In fact, prisons are used to bury marginalized people alive. The majority of prisoners are products from society’s more difficult environments, their behaviour is often related to addiction problems. Most of them are in prison for small robberies, the rest because of crimes against Public Health (possession of small quantities of illegal drugs). In fact, most female prisoners are involved in these crimes, small versions of large scale drug trafficking operations, with penalties that are completely disproportionate.
Frequently, people with drug addiction problems receive large sentences, often based on the fact that they are “recidivists”. This makes it impossible for them to benefit from alternative programmes to avoid prison.
Prisons are destructive areas for people with a socially weak profile. The presence of serious diseases in prison is absolutely disproportionate compared with the general population. For example, with regards to Hepatitis C, there are reports from Spain that show a percentage of infection of about 38%, while in the general population, the statistic is only 2,6%. The increasing prevalence of mental health diseases in prisons is alarming. Prisoners are 2 to 4 times more likely to develop a psychotic disease and a depression than the general population.
A prison is not an adequate place for a person with drug problems to carry out a process of social reintegration or come to terms with his/her drug use. Even general health conditions are worse in prison than outside. Health personnel in prisons are not prepared to treat infectious diseases or mental problems. Often, treatment of prisoners by specialists in hospitals is difficult, while the ambulatory presence of these specialists in prisons, in spite of what is written in the prison codes, is not always promoted.
Another phenomenon of concern is the increasing trend of torture being mentioned in official reports. In Spain alone, at least 579 persons suffered from torture or rough treatment in 2008, some of them while under the custody of prison guards.
The situation in prisons causes extreme levels of stress, leading to an increasing number of deaths related to the clandestine use of drugs, often a mix of several substances, or to AIDS. Furthermore, the suicide rate among prisoners, 10 times greater than in the general population, is scandalous.
What is needed is the integration of prison and general health services, in order to ensure that prisoners receive health care and therapies on a par with those of the general population, with a guaranteed access to specialists. Above all, the justice apparatus needs to develop a more social approach, through the application of alternative programmes instead of prison sentences.

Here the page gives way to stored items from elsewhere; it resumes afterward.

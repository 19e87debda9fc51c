use async_trait::async_trait;
use chrono::{DateTime, Utc};
use sea_orm::entity::prelude::*;
use sea_orm::{ActiveValue, Set};
use serde::{Deserialize, Serialize};
use uuid::Uuid;

/// Moderation state for a catalog event.
#[derive(Debug, Clone, Copy, PartialEq, Eq, Serialize, Deserialize)]
pub enum EventStatus {
    Pending,
    Approved,
    Rejected,
}

impl EventStatus {
    pub fn as_str(&self) -> &'static str {
        match self {
            EventStatus::Pending => "pending",
            EventStatus::Approved => "approved",
            EventStatus::Rejected => "rejected",
        }
    }

    pub fn from_str(s: &str) -> Option<Self> {
        match s {
            "pending" => Some(EventStatus::Pending),
            "approved" => Some(EventStatus::Approved),
            "rejected" => Some(EventStatus::Rejected),
            _ => None,
        }
    }
}

#[derive(Clone, Debug, PartialEq, Eq, DeriveEntityModel, Serialize, Deserialize)]
#[sea_orm(table_name = "events")]
pub struct Model {
    #[sea_orm(primary_key, auto_increment = false)]
    pub id: Uuid,
    pub owner_id: Uuid,
    pub title: String,
    pub description: String,
    pub organized_by: String,
    pub event_date: DateTime<Utc>,
    pub location: String,
    pub image: Option<String>,
    pub likes: i32,
    pub status: String, // Stored as string in DB, converted to/from EventStatus
    pub created_at: DateTime<Utc>,
    pub updated_at: Option<DateTime<Utc>>,
}

#[derive(Copy, Clone, Debug, EnumIter, DeriveRelation)]
pub enum Relation {
    #[sea_orm(has_many = "super::ticket_type::Entity")]
    TicketTypes,
    #[sea_orm(has_many = "super::sale_phase::Entity")]
    SalePhases,
}

impl Related<super::ticket_type::Entity> for Entity {
    fn to() -> RelationDef {
        Relation::TicketTypes.def()
    }
}

impl Related<super::sale_phase::Entity> for Entity {
    fn to() -> RelationDef {
        Relation::SalePhases.def()
    }
}

#[async_trait]
impl ActiveModelBehavior for ActiveModel {
    async fn before_save<C>(self, _db: &C, insert: bool) -> Result<Self, DbErr>
    where
        C: ConnectionTrait,
    {
        let mut active_model = self;
        let now = Utc::now();

        if insert {
            if let ActiveValue::NotSet = active_model.id {
                active_model.id = Set(Uuid::new_v4());
            }
            if let ActiveValue::NotSet = active_model.created_at {
                active_model.created_at = Set(now);
            }
        }
        active_model.updated_at = Set(Some(now));

        Ok(active_model)
    }
}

Drug mafias are more powerful then ever. The force of the law does not even scrape the surface of the illegal drugs market, while its claws affect almost exclusively the weakest people in the drug trafficking chain, including drug consumers. The final effect is that a reality is being hidden while additional problems are being created.
To change the basis of current drug policies, to create new ways of regulating and controlling drugs that are currently illegal will serve, on one hand, to reduce the harms related to prohibition. And on the other, to ensure that the intervention in drug related problems is guided by the needs of the affected persons and not by the limitations and impositions of a prohibitionist policy.